» Task goal: Please repeat each entry. Match every word exactly.

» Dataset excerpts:
-------------------------

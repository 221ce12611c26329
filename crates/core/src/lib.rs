pub mod config;
pub mod event;
pub mod premix;
pub mod session;
pub mod timer;

pub use config::Config;
pub use event::Event;
pub use premix::{DEFAULT_SLOTS, SlotState};
pub use session::{DEFAULT_MULTIPLIER, Mixer, MixerError};
pub use timer::SessionTimer;

pub use atmomix_playback::{AudioData, Player, SoundSource, decode_asset};
pub use atmomix_premix::{
    MAX_TITLE_LEN, MixSnapshot, Premix, PremixStore, SlotId, SoundSetting, StoreError,
};
pub use atmomix_tracks::{DEFAULT_TRACKS, RegistryError, Track, TrackId, TrackRegistry};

-------------------------

» Output of the task:
repository 221ce12611c26329
filename crates/core/src/lib.rs
pub mod config;
pub mod event;
pub mod premix;
pub mod session;
pub mod timer;

pub use config::Config;
pub use event::Event;
pub use premix::{DEFAULT_SLOTS, SlotState};
pub use session::{DEFAULT_MULTIPLIER, Mixer, MixerError};
pub use timer::SessionTimer;

pub use atmomix_playback::{AudioData, Player, SoundSource, decode_asset};
pub use atmomix_premix::{
    MAX_TITLE_LEN, MixSnapshot, Premix, PremixStore, SlotId, SoundSetting, StoreError,
};
pub use atmomix_tracks::{DEFAULT_TRACKS, RegistryError, Track, TrackId, TrackRegistry};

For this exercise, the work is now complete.